Things started off well enough, I suppose. I had great fun in Minneapolis, and through a series of minor miracles I was able to bike out of the city on a self-designed route without getting either majorly lost or dead. (Minor miracle: When you find yourself staring down a massive cloverleaf freeway interchange, you randomly pick an exit ramp to follow, and it leads directly to the road you were looking for.)
After Minneapolis, the route veers south, mostly paralleling the Mississippi. This made for some tough riding, as the roads along the river are heavily trafficked and unpleasant, and the ones that veer off the river invariably climb up giant bluffs for miles on end. Granted, some of the views from the top were phenomenal; it was just the getting there that proved difficult, especially when the temperatures started to approach triple digits.
In addition to tough riding, I found myself drained by a series of really lousy campgrounds along the river. Overcrowded, overpriced, cramped, smelly, fly-infested, filled with either unbelievably loud children or even more unbelievably loud drunken partiers (with their even more unbelievably loud fireworks, which they invariably set off at about midnight.) I couldn't get to sleep at night and I was hurtling through astronomical temperatures and often strong headwinds during the day. And to top it off, the replacement wheel I got for the bike in Minnesota keeps blowing spokes on me. My spirits were at a low ebb.
In the middle of this, I crossed into Iowa. And its a pity, because under most circumstances I would have absolutely loved this stretch. The northeastern corner of the state is actually very hilly, and seems to consist of an unending series of panoramas of farmland, cute little farmhouses, and roads sloping off gently to the horizon. It's been like a 200-mile long postcard. And the towns in Iowa have been like traveling a century back in time. They're pleasant, orderly, compact and unbelievably clean. It's like Main Street USA at Disneyland, except real.
But I was in no condition to enjoy any of this. The trip was becoming a trudge.
Finally, last night, after a long day's ride and two different broken spokes, I pulled into the Massillon County Park. The $5 campground was just a grassy field tucked into the woods with water, outhouses, and a picnic shelter. And I had it all to myself.
I sat for most of the evening under the shelter, watching as a violent thunderstorm neared, threatened, then blew right by with nary a drop of rain on me. As the sky darkened, I watched as the field and woods filled with fireflies, dozens of them, more than I have ever seen in my life. The air had cooled down, the bugs weren't biting, and in the dusk Iowa was suddenly perfect. Tears - of exhaustion, joy, relief, I don't even know what - rolled down my face. It was like everything I had been missing in this trip - solitude, beauty, silence - had visited me all at once. I could feel a corner being turned, one that had been a long time coming.
Now 41 miles later, I still haven't gotten my spoke problem taken care of. But it's 20 degrees cooler, the wind isn't (quite) in my face, and I feel like I've just stepped out of a long tunnel. It took a while, but Iowa won me over in the end.

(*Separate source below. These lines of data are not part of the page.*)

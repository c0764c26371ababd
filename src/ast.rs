//! Syntax tree produced by the parser and consumed by the emitter.

use std::fmt;

/// A whole NovaScript program: the optional header metadata plus its statements.
#[derive(Debug, Clone, PartialEq, Default)]
pub struct Program {
    pub description: Option<String>,
    pub author: Option<String>,
    pub date: Option<String>,
    pub body: Vec<Stmt>,
}

#[derive(Debug, Clone, PartialEq)]
pub enum Stmt {
    FunctionDecl {
        name: String,
        params: Vec<Param>,
        return_type: Option<String>,
        body: Vec<Stmt>,
    },
    /// `num x = ...`; the declared type is recorded, never checked.
    VariableDecl {
        name: String,
        ty: VarType,
        value: Expr,
    },
    Assignment {
        target: String,
        value: Expr,
    },
    Display(Expr),
}

#[derive(Debug, Clone, PartialEq)]
pub enum Expr {
    BinaryOp {
        left: Box<Expr>,
        op: BinaryOperator,
        right: Box<Expr>,
    },
    Number(f64),
    String(String),
    Boolean(bool),
    Identifier(String),
}

impl Expr {
    pub fn binary(left: Expr, op: BinaryOperator, right: Expr) -> Self {
        Expr::BinaryOp {
            left: Box::new(left),
            op,
            right: Box::new(right),
        }
    }
}

#[derive(Debug, Clone, PartialEq, Eq)]
pub struct Param {
    pub name: String,
    pub ty: Option<String>,
}

#[derive(Debug, Clone, Copy, PartialEq, Eq, Hash)]
pub enum VarType {
    Num,
    Str,
    Bool,
    List,
}

impl VarType {
    pub fn as_str(self) -> &'static str {
        match self {
            VarType::Num => "num",
            VarType::Str => "str",
            VarType::Bool => "bool",
            VarType::List => "list",
        }
    }
}

impl fmt::Display for VarType {
    fn fmt(&self, f: &mut fmt::Formatter<'_>) -> fmt::Result {
        f.write_str(self.as_str())
    }
}

#[derive(Debug, Clone, Copy, PartialEq, Eq, Hash)]
pub enum BinaryOperator {
    Add,
    Sub,
    Mul,
    Div,
}

impl BinaryOperator {
    pub fn symbol(self) -> &'static str {
        match self {
            BinaryOperator::Add => "+",
            BinaryOperator::Sub => "-",
            BinaryOperator::Mul => "*",
            BinaryOperator::Div => "/",
        }
    }
}
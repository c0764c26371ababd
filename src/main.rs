//! nova-py: NovaScript → Python transpiler.

use std::fs;
use std::io::{self, Read};
use std::path::{Path, PathBuf};
use std::process;

use anyhow::{bail, Context, Result};
use clap::{Parser, ValueEnum};
use log::info;

use nova_py::{lexer, parser, transpile};

#[derive(Debug, Clone, Copy, ValueEnum)]
enum Emit {
    /// Generated Python source
    Python,
    /// One token per line
    Tokens,
    /// The parsed syntax tree
    Ast,
}

#[derive(Parser, Debug)]
#[command(name = "nova-py")]
#[command(about = "NovaScript to Python transpiler", long_about = None)]
struct Cli {
    /// Source file; stdin when omitted or `-`
    #[arg(value_name = "INPUT")]
    input: Option<PathBuf>,

    /// Write the result here instead of stdout
    #[arg(short, long, value_name = "FILE")]
    out: Option<PathBuf>,

    #[arg(long, value_enum, default_value = "python")]
    emit: Emit,
}

fn main() -> Result<()> {
    env_logger::init();
    let cli = Cli::parse();

    let (name, source) = read_source(cli.input.as_ref())?;
    if source.is_empty() {
        bail!("no code found in {}", name);
    }

    let rendered = match render(&source, cli.emit) {
        Ok(text) => text,
        Err(e) => {
            eprintln!("Compilation error: {}", e);
            process::exit(1);
        }
    };

    match &cli.out {
        Some(path) => {
            fs::write(path, &rendered).with_context(|| format!("writing {}", path.display()))?;
            info!("wrote {} bytes", rendered.len());
            eprintln!("Wrote {}", path.display());
        }
        None => println!("{}", rendered),
    }

    Ok(())
}

fn read_source(input: Option<&PathBuf>) -> Result<(String, String)> {
    match input {
        Some(path) if path != Path::new("-") => {
            let source = fs::read_to_string(path)
                .with_context(|| format!("reading {}", path.display()))?;
            Ok((path.display().to_string(), source))
        }
        _ => {
            let mut source = String::new();
            io::stdin()
                .read_to_string(&mut source)
                .context("reading stdin")?;
            Ok(("<stdin>".to_string(), source))
        }
    }
}

fn render(source: &str, emit: Emit) -> nova_py::CompileResult<String> {
    match emit {
        Emit::Python => transpile(source),
        Emit::Tokens => {
            let tokens = lexer::tokenize(source)?;
            Ok(tokens
                .iter()
                .map(|t| t.to_string())
                .collect::<Vec<_>>()
                .join("\n"))
        }
        Emit::Ast => {
            let program = parser::parse(source)?;
            Ok(format!("{:#?}", program))
        }
    }
}
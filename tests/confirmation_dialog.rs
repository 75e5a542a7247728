use std::path::Path;
use std::sync::Arc;
use std::sync::atomic::{AtomicUsize, Ordering};

use futures::executor::block_on;
use parking_lot::Mutex;
use pixel_art_maker::dialog::{
    labels, ContentKey, ContentRegistry, DialogServices, FileSelector, SurfaceState, Viewport,
};
use pixel_art_maker::tool::CANVAS_TOOLBOX_SELECTOR;
use pixel_art_maker::{
    CanvasError, CanvasOps, ConfirmationDialog, DialogArgs, DialogError, Dimensions, EditorConfig,
    ModalType, PixelCanvas, Resolution, SharedCanvas,
};

#[derive(Debug, Clone, Copy)]
enum Failure {
    InvalidProportions,
    NoSpace,
    Io,
}

impl Failure {
    fn to_error(self, width: usize, height: usize) -> CanvasError {
        match self {
            Failure::InvalidProportions => CanvasError::InvalidProportions { width, height },
            Failure::NoSpace => CanvasError::NoSpace {
                width,
                height,
                max_width: 64,
                max_height: 48,
            },
            Failure::Io => CanvasError::Io(std::io::Error::other("disk full")),
        }
    }
}

/// Canvas collaborator that records every call
struct FakeCanvas {
    calls: Vec<String>,
    failure: Option<Failure>,
}

impl FakeCanvas {
    fn new() -> Arc<Mutex<Self>> {
        Arc::new(Mutex::new(Self {
            calls: Vec::new(),
            failure: None,
        }))
    }

    fn failing(failure: Failure) -> Arc<Mutex<Self>> {
        let canvas = Self::new();
        canvas.lock().failure = Some(failure);
        canvas
    }

    fn record(&mut self, call: String) -> Result<(), CanvasError> {
        self.calls.push(call);
        match self.failure {
            Some(failure) => Err(failure.to_error(0, 0)),
            None => Ok(()),
        }
    }
}

impl CanvasOps for FakeCanvas {
    fn create(&mut self, width: usize, height: usize) -> Result<(), CanvasError> {
        self.calls.push(format!("create {width}x{height}"));
        match self.failure {
            Some(failure) => Err(failure.to_error(width, height)),
            None => Ok(()),
        }
    }

    fn create_bounded(&mut self, max_width: usize, max_height: usize) -> Result<(), CanvasError> {
        self.calls.push(format!("create_bounded {max_width}x{max_height}"));
        Ok(())
    }

    fn save(&mut self) -> Result<(), CanvasError> {
        self.record("save".to_string())
    }

    fn reset(&mut self) -> Result<(), CanvasError> {
        self.record("reset".to_string())
    }

    fn export_artwork(&mut self) -> Result<(), CanvasError> {
        self.record("export".to_string())
    }

    fn load(&mut self, path: &Path) -> Result<(), CanvasError> {
        self.record(format!("load {}", path.display()))
    }

    fn max_width(&self) -> usize {
        64
    }

    fn max_height(&self) -> usize {
        48
    }
}

/// Scroll and file-selection collaborators that count their calls
#[derive(Default)]
struct RecordingServices {
    scrolls: Mutex<Vec<f32>>,
    file_dialogs: AtomicUsize,
}

impl Viewport for RecordingServices {
    fn position_of(&self, selector: &str) -> f32 {
        if selector == CANVAS_TOOLBOX_SELECTOR { 120.0 } else { 0.0 }
    }

    fn scroll_to(&self, top: f32) {
        self.scrolls.lock().push(top);
    }
}

impl FileSelector for RecordingServices {
    fn show_file_dialog(&self) {
        self.file_dialogs.fetch_add(1, Ordering::SeqCst);
    }
}

fn create_dialog() -> (ConfirmationDialog, Arc<RecordingServices>) {
    let recorder = Arc::new(RecordingServices::default());
    let services = DialogServices {
        viewport: recorder.clone(),
        file_selector: recorder.clone(),
    };
    (ConfirmationDialog::new(ContentRegistry::default(), services), recorder)
}

fn canvas_args(canvas: &Arc<Mutex<FakeCanvas>>) -> DialogArgs {
    let shared: SharedCanvas = canvas.clone();
    DialogArgs::default().with_canvas(shared)
}

#[test]
fn test_is_open_false_before_first_open() {
    let (dialog, _) = create_dialog();
    assert!(!dialog.is_open());
    assert!(dialog.surface().is_none());
}

#[test]
fn test_info_without_args_uses_registry_content() {
    let (mut dialog, recorder) = create_dialog();
    let mut confirmation = dialog.open(ModalType::Info, None).unwrap();

    let expected = ContentRegistry::default().get(ContentKey::Info).unwrap().clone();
    let surface = dialog.surface().unwrap();
    assert_eq!(surface.title(), expected.title);
    assert_eq!(surface.body(), expected.text);
    assert!(surface.is_html_body());
    assert_eq!(surface.labels(), &[labels::OK]);
    assert!(dialog.is_open());

    dialog.decide(labels::OK).unwrap();

    assert!(!dialog.is_open());
    assert_eq!(dialog.surface().unwrap().state(), SurfaceState::Closed);
    assert_eq!(confirmation.try_resolution(), Resolution::Abandoned);
    assert!(recorder.scrolls.lock().is_empty());
    assert_eq!(recorder.file_dialogs.load(Ordering::SeqCst), 0);
}

#[test]
fn test_title_override_keeps_default_body() {
    let (mut dialog, _) = create_dialog();
    dialog
        .open(ModalType::Help, Some(DialogArgs::default().with_title("Custom title")))
        .unwrap();

    let defaults = ContentRegistry::default().get(ContentKey::Help).unwrap().clone();
    let surface = dialog.surface().unwrap();
    assert_eq!(surface.title(), "Custom title");
    assert_eq!(surface.body(), defaults.text);
    assert!(surface.is_html_body());
}

#[test]
fn test_text_override_is_plain_text() {
    let (mut dialog, _) = create_dialog();
    dialog
        .open(ModalType::Error, Some(DialogArgs::default().with_text("<b>not markup</b>")))
        .unwrap();

    let defaults = ContentRegistry::default().get(ContentKey::Error).unwrap().clone();
    let surface = dialog.surface().unwrap();
    assert_eq!(surface.title(), defaults.title);
    assert_eq!(surface.body(), "<b>not markup</b>");
    assert!(!surface.is_html_body());
    assert_eq!(surface.display_body(), "<b>not markup</b>");
}

#[test]
fn test_page_leave_yes_resolves_true() {
    let (mut dialog, _) = create_dialog();
    let confirmation = dialog.open(ModalType::PageLeave, None).unwrap();
    assert_eq!(dialog.surface().unwrap().labels(), &[labels::YES, labels::NO]);

    dialog.decide(labels::YES).unwrap();

    assert!(!dialog.is_open());
    assert_eq!(block_on(confirmation), Some(true));
}

#[test]
fn test_page_leave_no_never_resolves_true() {
    let (mut dialog, _) = create_dialog();
    let mut confirmation = dialog.open(ModalType::PageLeave, None).unwrap();
    assert_eq!(confirmation.try_resolution(), Resolution::Pending);

    dialog.decide(labels::NO).unwrap();

    assert!(!dialog.is_open());
    assert_eq!(confirmation.try_resolution(), Resolution::Abandoned);
    assert_eq!(block_on(confirmation), None);
}

#[test]
fn test_create_without_space_offers_bounded_canvas() {
    let (mut dialog, recorder) = create_dialog();
    let canvas = FakeCanvas::failing(Failure::NoSpace);
    let args = canvas_args(&canvas).with_dimensions(4000, 4000);

    let mut first = dialog.open(ModalType::CanvasCreate, Some(args)).unwrap();
    dialog.decide(labels::YES).unwrap();

    assert_eq!(canvas.lock().calls, vec!["create 4000x4000"]);
    assert_eq!(*recorder.scrolls.lock(), vec![120.0]);
    // The first session ended without resolving
    assert_eq!(first.try_resolution(), Resolution::Abandoned);

    let surface = dialog.surface().unwrap();
    assert!(dialog.is_open());
    assert_eq!(surface.modal_type(), ModalType::CanvasCreateNoSpace);
    assert_eq!(
        surface.title(),
        ContentRegistry::default().get(ContentKey::CanvasNoSpace).unwrap().title
    );
    assert!(surface.body().contains("width: 64, height: 48"));

    canvas.lock().failure = None;
    dialog.decide(labels::YES).unwrap();

    assert!(!dialog.is_open());
    assert_eq!(
        canvas.lock().calls,
        vec!["create 4000x4000", "create_bounded 64x48"]
    );
}

#[test]
fn test_create_with_invalid_proportions_opens_info() {
    let (mut dialog, recorder) = create_dialog();
    let canvas = FakeCanvas::failing(Failure::InvalidProportions);
    let args = canvas_args(&canvas).with_dimensions(0, 10);

    dialog.open(ModalType::CanvasCreate, Some(args)).unwrap();
    dialog.decide(labels::YES).unwrap();

    let invalid = ContentRegistry::default()
        .get(ContentKey::CanvasInvalidProportions)
        .unwrap()
        .clone();
    let surface = dialog.surface().unwrap();
    assert_eq!(surface.modal_type(), ModalType::Info);
    assert_eq!(surface.title(), invalid.title);
    assert!(!surface.body().contains('<'));
    assert_eq!(surface.labels(), &[labels::OK]);
    assert_eq!(recorder.scrolls.lock().len(), 1);

    dialog.decide(labels::OK).unwrap();
    assert!(!dialog.is_open());
}

#[test]
fn test_successful_create_scrolls_to_toolbox() {
    let (mut dialog, recorder) = create_dialog();
    let canvas = FakeCanvas::new();

    dialog
        .open(ModalType::CanvasCreate, Some(canvas_args(&canvas).with_dimensions(16, 16)))
        .unwrap();
    dialog.decide(labels::YES).unwrap();

    assert!(!dialog.is_open());
    assert_eq!(canvas.lock().calls, vec!["create 16x16"]);
    assert_eq!(*recorder.scrolls.lock(), vec![120.0]);
}

#[test]
fn test_canvas_operations_run_only_on_yes() {
    let cases = [
        (ModalType::CanvasSave, "save"),
        (ModalType::CanvasReset, "reset"),
        (ModalType::CanvasExport, "export"),
    ];

    for (modal_type, call) in cases {
        let (mut dialog, _) = create_dialog();
        let canvas = FakeCanvas::new();

        dialog.open(modal_type, Some(canvas_args(&canvas))).unwrap();
        dialog.decide(labels::NO).unwrap();
        assert!(!dialog.is_open());
        assert!(canvas.lock().calls.is_empty(), "{modal_type:?}");

        dialog.open(modal_type, Some(canvas_args(&canvas))).unwrap();
        dialog.decide(labels::YES).unwrap();
        assert!(!dialog.is_open());
        assert_eq!(canvas.lock().calls, vec![call]);
    }
}

#[test]
fn test_load_triggers_file_selection() {
    let (mut dialog, recorder) = create_dialog();

    dialog.open(ModalType::CanvasLoad, None).unwrap();
    dialog.decide(labels::NO).unwrap();
    assert_eq!(recorder.file_dialogs.load(Ordering::SeqCst), 0);

    dialog.open(ModalType::CanvasLoad, None).unwrap();
    dialog.decide(labels::YES).unwrap();
    assert_eq!(recorder.file_dialogs.load(Ordering::SeqCst), 1);
    assert!(!dialog.is_open());
}

#[test]
fn test_other_canvas_failures_propagate_after_closing() {
    let (mut dialog, _) = create_dialog();
    let canvas = FakeCanvas::failing(Failure::Io);

    dialog.open(ModalType::CanvasSave, Some(canvas_args(&canvas))).unwrap();
    let result = dialog.decide(labels::YES);

    assert!(matches!(result, Err(DialogError::Canvas(CanvasError::Io(_)))));
    assert!(!dialog.is_open());
}

#[test]
fn test_exactly_one_decision_per_session() {
    for modal_type in ModalType::ALL {
        let (mut dialog, _) = create_dialog();
        let canvas = FakeCanvas::new();
        let args = canvas_args(&canvas).with_dimensions(8, 8);

        dialog.open(modal_type, Some(args)).unwrap();
        let labels = dialog.surface().unwrap().labels().to_vec();
        assert_eq!(labels, modal_type.decision_labels());

        dialog.decide(labels[0]).unwrap();

        // CanvasCreate succeeds here, so no follow-up dialog opens
        assert!(!dialog.is_open(), "{modal_type:?}");
        assert!(matches!(dialog.decide(labels[0]), Err(DialogError::NotOpen)));
    }
}

#[test]
fn test_unknown_decision_keeps_dialog_open() {
    let (mut dialog, _) = create_dialog();
    dialog.open(ModalType::Help, None).unwrap();

    let result = dialog.decide("Maybe");

    assert!(matches!(result, Err(DialogError::UnknownDecision(label)) if label == "Maybe"));
    assert!(dialog.is_open());
    dialog.decide(labels::ALRIGHT).unwrap();
    assert!(!dialog.is_open());
}

#[test]
fn test_decide_without_dialog_fails() {
    let (mut dialog, _) = create_dialog();
    assert!(matches!(dialog.decide(labels::OK), Err(DialogError::NotOpen)));
}

#[test]
fn test_external_close_runs_no_handler() {
    let (mut dialog, _) = create_dialog();
    let canvas = FakeCanvas::new();
    let mut confirmation = dialog
        .open(ModalType::CanvasReset, Some(canvas_args(&canvas)))
        .unwrap();

    dialog.close();

    assert!(!dialog.is_open());
    assert!(canvas.lock().calls.is_empty());
    assert_eq!(confirmation.try_resolution(), Resolution::Abandoned);
}

#[test]
fn test_missing_collaborators_fail_fast() {
    let (mut dialog, _) = create_dialog();

    let result = dialog.open(ModalType::CanvasSave, None);
    assert!(matches!(
        result,
        Err(DialogError::MissingArgument { modal_type: ModalType::CanvasSave, .. })
    ));

    let canvas = FakeCanvas::new();
    let result = dialog.open(ModalType::CanvasCreate, Some(canvas_args(&canvas)));
    assert!(matches!(
        result,
        Err(DialogError::MissingArgument { modal_type: ModalType::CanvasCreate, .. })
    ));
    assert!(!dialog.is_open());
}

#[test]
fn test_missing_registry_content_fails_fast() {
    let recorder = Arc::new(RecordingServices::default());
    let services = DialogServices {
        viewport: recorder.clone(),
        file_selector: recorder,
    };
    let mut dialog = ConfirmationDialog::new(ContentRegistry::empty(), services);

    let result = dialog.open(ModalType::Info, None);

    assert!(matches!(result, Err(DialogError::MissingContent(ContentKey::Info))));
    assert!(!dialog.is_open());
}

#[test]
fn test_new_open_replaces_previous_session() {
    let (mut dialog, _) = create_dialog();
    let mut first = dialog.open(ModalType::PageLeave, None).unwrap();
    let first_id = dialog.surface().unwrap().session_id();

    let second = dialog.open(ModalType::PageLeave, None).unwrap();

    assert_ne!(dialog.surface().unwrap().session_id(), first_id);
    assert_eq!(first.try_resolution(), Resolution::Abandoned);

    dialog.decide(labels::YES).unwrap();
    assert_eq!(block_on(second), Some(true));
}

#[test]
fn test_create_flow_with_pixel_canvas() {
    let (mut dialog, _) = create_dialog();
    let config = EditorConfig {
        max_size: Dimensions::new(40, 30),
        ..EditorConfig::default()
    };
    let canvas = Arc::new(Mutex::new(PixelCanvas::new(&config).unwrap()));
    let shared: SharedCanvas = canvas.clone();

    dialog
        .open(
            ModalType::CanvasCreate,
            Some(DialogArgs::default().with_canvas(shared).with_dimensions(4000, 4000)),
        )
        .unwrap();
    dialog.decide(labels::YES).unwrap();

    assert_eq!(dialog.surface().unwrap().modal_type(), ModalType::CanvasCreateNoSpace);
    assert!(dialog.surface().unwrap().body().contains("width: 40, height: 30"));

    dialog.decide(labels::YES).unwrap();

    assert!(!dialog.is_open());
    assert_eq!(canvas.lock().dimensions(), Dimensions::new(40, 30));
}
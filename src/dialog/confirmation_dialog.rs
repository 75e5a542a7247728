use futures::channel::oneshot;
use uuid::Uuid;

use super::decisions::{self, Decisions, Outcome};
use super::{Confirmation, ContentRegistry, DialogServices, ModalType};
use crate::canvas::{Dimensions, SharedCanvas};
use crate::error::DialogError;

/// Per-call payload of `ConfirmationDialog::open`.
///
/// `title` and `text` override the registry defaults field by field. The
/// collaborators are only read by the types whose handlers need them.
#[derive(Clone, Default)]
pub struct DialogArgs {
    pub title: Option<String>,
    pub text: Option<String>,
    pub canvas: Option<SharedCanvas>,
    pub callback_args: Option<Dimensions>,
}

impl DialogArgs {
    pub fn with_title(mut self, title: impl Into<String>) -> Self {
        self.title = Some(title.into());
        self
    }

    pub fn with_text(mut self, text: impl Into<String>) -> Self {
        self.text = Some(text.into());
        self
    }

    pub fn with_canvas(mut self, canvas: SharedCanvas) -> Self {
        self.canvas = Some(canvas);
        self
    }

    pub fn with_dimensions(mut self, width: usize, height: usize) -> Self {
        self.callback_args = Some(Dimensions::new(width, height));
        self
    }
}

impl std::fmt::Debug for DialogArgs {
    fn fmt(&self, f: &mut std::fmt::Formatter<'_>) -> std::fmt::Result {
        f.debug_struct("DialogArgs")
            .field("title", &self.title)
            .field("text", &self.text)
            .field("canvas", &self.canvas.as_ref().map(|_| "<canvas>"))
            .field("callback_args", &self.callback_args)
            .finish()
    }
}

#[derive(Debug, Clone, Copy, PartialEq, Eq)]
pub enum SurfaceState {
    Open,
    Closed,
}

/// The presentation surface of one dialog session
pub struct DialogSurface {
    session_id: Uuid,
    modal_type: ModalType,
    title: String,
    body: String,
    is_html_body: bool,
    state: SurfaceState,
    labels: Vec<&'static str>,
    decisions: Decisions,
    resolver: Option<oneshot::Sender<bool>>,
}

impl std::fmt::Debug for DialogSurface {
    fn fmt(&self, f: &mut std::fmt::Formatter<'_>) -> std::fmt::Result {
        f.debug_struct("DialogSurface")
            .field("session_id", &self.session_id)
            .field("modal_type", &self.modal_type)
            .field("title", &self.title)
            .field("state", &self.state)
            .field("labels", &self.labels)
            .finish()
    }
}

impl DialogSurface {
    pub fn session_id(&self) -> Uuid {
        self.session_id
    }

    pub fn modal_type(&self) -> ModalType {
        self.modal_type
    }

    pub fn title(&self) -> &str {
        &self.title
    }

    /// The body as resolved, markup included when `is_html_body` is set
    pub fn body(&self) -> &str {
        &self.body
    }

    pub fn is_html_body(&self) -> bool {
        self.is_html_body
    }

    /// The body as plain text, ready to be shown in a label
    pub fn display_body(&self) -> String {
        if self.is_html_body {
            markup_to_plain_text(&self.body)
        } else {
            self.body.clone()
        }
    }

    pub fn state(&self) -> SurfaceState {
        self.state
    }

    /// Decision labels in display order
    pub fn labels(&self) -> &[&'static str] {
        &self.labels
    }

    fn close(&mut self) {
        self.state = SurfaceState::Closed;
        // Dropping the handlers and the resolver ends the session's confirmation
        self.decisions.clear();
        self.resolver = None;
    }
}

/// A single modal dialog that gates canvas operations behind a decision.
///
/// Only one surface exists at a time; opening a new dialog replaces the
/// current one.
#[derive(Debug)]
pub struct ConfirmationDialog {
    registry: ContentRegistry,
    services: DialogServices,
    surface: Option<DialogSurface>,
}

impl ConfirmationDialog {
    pub fn new(registry: ContentRegistry, services: DialogServices) -> Self {
        Self {
            registry,
            services,
            surface: None,
        }
    }

    /// Present the dialog for `modal_type`.
    ///
    /// Fails if the registry has no content for the type or if `args` lacks a
    /// collaborator the type's handlers need.
    pub fn open(&mut self, modal_type: ModalType, args: Option<DialogArgs>) -> Result<Confirmation, DialogError> {
        let defaults = self.registry.get(modal_type.into())?;

        let (title, body, is_html_body) = match &args {
            None => (defaults.title.clone(), defaults.text.clone(), true),
            Some(args) => {
                let title = args.title.clone().unwrap_or_else(|| defaults.title.clone());
                let (body, is_html) = match &args.text {
                    Some(text) => (text.clone(), false),
                    None => (defaults.text.clone(), true),
                };
                (title, body, is_html)
            }
        };

        let decisions = decisions::build_decisions(modal_type, args.as_ref(), &self.registry, &self.services)?;
        let labels = decisions.iter().map(|(label, _)| *label).collect();
        let (resolver, confirmation) = Confirmation::channel();

        if self.is_open() {
            if let Some(previous) = &self.surface {
                log::debug!(
                    "Replacing open {:?} dialog {}",
                    previous.modal_type,
                    previous.session_id
                );
            }
        }

        let session_id = Uuid::new_v4();
        log::info!("Opening {:?} dialog {}", modal_type, session_id);

        self.surface = Some(DialogSurface {
            session_id,
            modal_type,
            title,
            body,
            is_html_body,
            state: SurfaceState::Open,
            labels,
            decisions,
            resolver: Some(resolver),
        });

        Ok(confirmation)
    }

    /// Run the handler bound to `label` and close the surface.
    ///
    /// The surface closes even when the handler's side effect fails; the
    /// failure is returned afterwards. A follow-up dialog requested by the
    /// handler opens once the surface is closed.
    pub fn decide(&mut self, label: &str) -> Result<(), DialogError> {
        let surface = self
            .surface
            .as_mut()
            .filter(|surface| surface.state == SurfaceState::Open)
            .ok_or(DialogError::NotOpen)?;

        let index = surface
            .decisions
            .iter()
            .position(|(candidate, _)| *candidate == label)
            .ok_or_else(|| DialogError::UnknownDecision(label.to_string()))?;

        let (label, handler) = surface.decisions.swap_remove(index);
        let resolver = surface.resolver.take();
        log::info!("Decision '{}' on {:?} dialog {}", label, surface.modal_type, surface.session_id);

        let outcome = handler();
        surface.close();

        match outcome? {
            Outcome::Close => {}
            Outcome::Resolve(value) => {
                if let Some(resolver) = resolver {
                    if resolver.send(value).is_err() {
                        log::debug!("Confirmation dropped before it resolved");
                    }
                }
            }
            Outcome::FollowUp { modal_type, args } => {
                // Nobody holds the follow-up's confirmation
                self.open(modal_type, Some(args))?;
            }
        }

        Ok(())
    }

    /// Close the surface without running any decision
    pub fn close(&mut self) {
        if let Some(surface) = self.surface.as_mut() {
            if surface.state == SurfaceState::Open {
                log::info!("Closing {:?} dialog {}", surface.modal_type, surface.session_id);
                surface.close();
            }
        }
    }

    /// Whether a surface exists and is open
    pub fn is_open(&self) -> bool {
        self.surface
            .as_ref()
            .is_some_and(|surface| surface.state == SurfaceState::Open)
    }

    /// The current surface, open or closed
    pub fn surface(&self) -> Option<&DialogSurface> {
        self.surface.as_ref()
    }

    pub fn registry(&self) -> &ContentRegistry {
        &self.registry
    }
}

/// Flatten dialog markup into plain text: tags are dropped, paragraph and line
/// breaks become newlines and the common entities are decoded.
pub fn markup_to_plain_text(markup: &str) -> String {
    let mut text = String::with_capacity(markup.len());
    let mut rest = markup;

    while let Some(start) = rest.find('<') {
        text.push_str(&rest[..start]);
        let after = &rest[start + 1..];

        // A tag opens with a letter or '/', anything else is a literal '<'
        let opens_tag = after
            .chars()
            .next()
            .is_some_and(|c| c.is_ascii_alphabetic() || c == '/');
        let end = after.find('>').filter(|_| opens_tag);
        let Some(end) = end else {
            text.push('<');
            rest = after;
            continue;
        };

        let tag = after[..end].trim().to_ascii_lowercase();
        if tag.starts_with("br") || tag == "/p" {
            text.push('\n');
        }
        rest = &after[end + 1..];
    }
    text.push_str(rest);

    let text = text
        .replace("&lt;", "<")
        .replace("&gt;", ">")
        .replace("&quot;", "\"")
        .replace("&#39;", "'")
        .replace("&nbsp;", " ")
        .replace("&amp;", "&");

    text.lines()
        .map(str::trim)
        .filter(|line| !line.is_empty())
        .collect::<Vec<_>>()
        .join("\n")
}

1 Responses to “Good days and bad days”

  1. Anonymous Anonymous 

    Hi Tom -

    We are SO MUCH enjoying your adventures. Your wheel/spoke problems sound like a major pain. As we probably mentioned at Hidden Hill, every bike trip has times of despair, when one asks:"What the hell ever possessed me to do this?"

    Just a quick suggestion: if the wheel problems don't get resolved easily try to find a bike shop that caters to racers or serious tourists and ask them to rebuild your wheel. A wheel built by someone who is a real expert should go virtually indefinitely without going out of true or popping spokes. It would delay you a day or so and would cost something, but if you can find a real expert that will be the end of your wheel troubles. And, with the speed at which you've been moving a day or so off the bike will probably still leave you ahead of schedule.

    Keep posting! We love your blog. We painfully miss you and all of the hillbillies, but we'll soon be living in California, a mere seven hour plane trip to/from the tundra.

    We expect that Mary will be in good spirits today or in the next day or two, when her Soho lychee booze will be in her hands.

    SWAK from the FFIR (Former Friends in Residence)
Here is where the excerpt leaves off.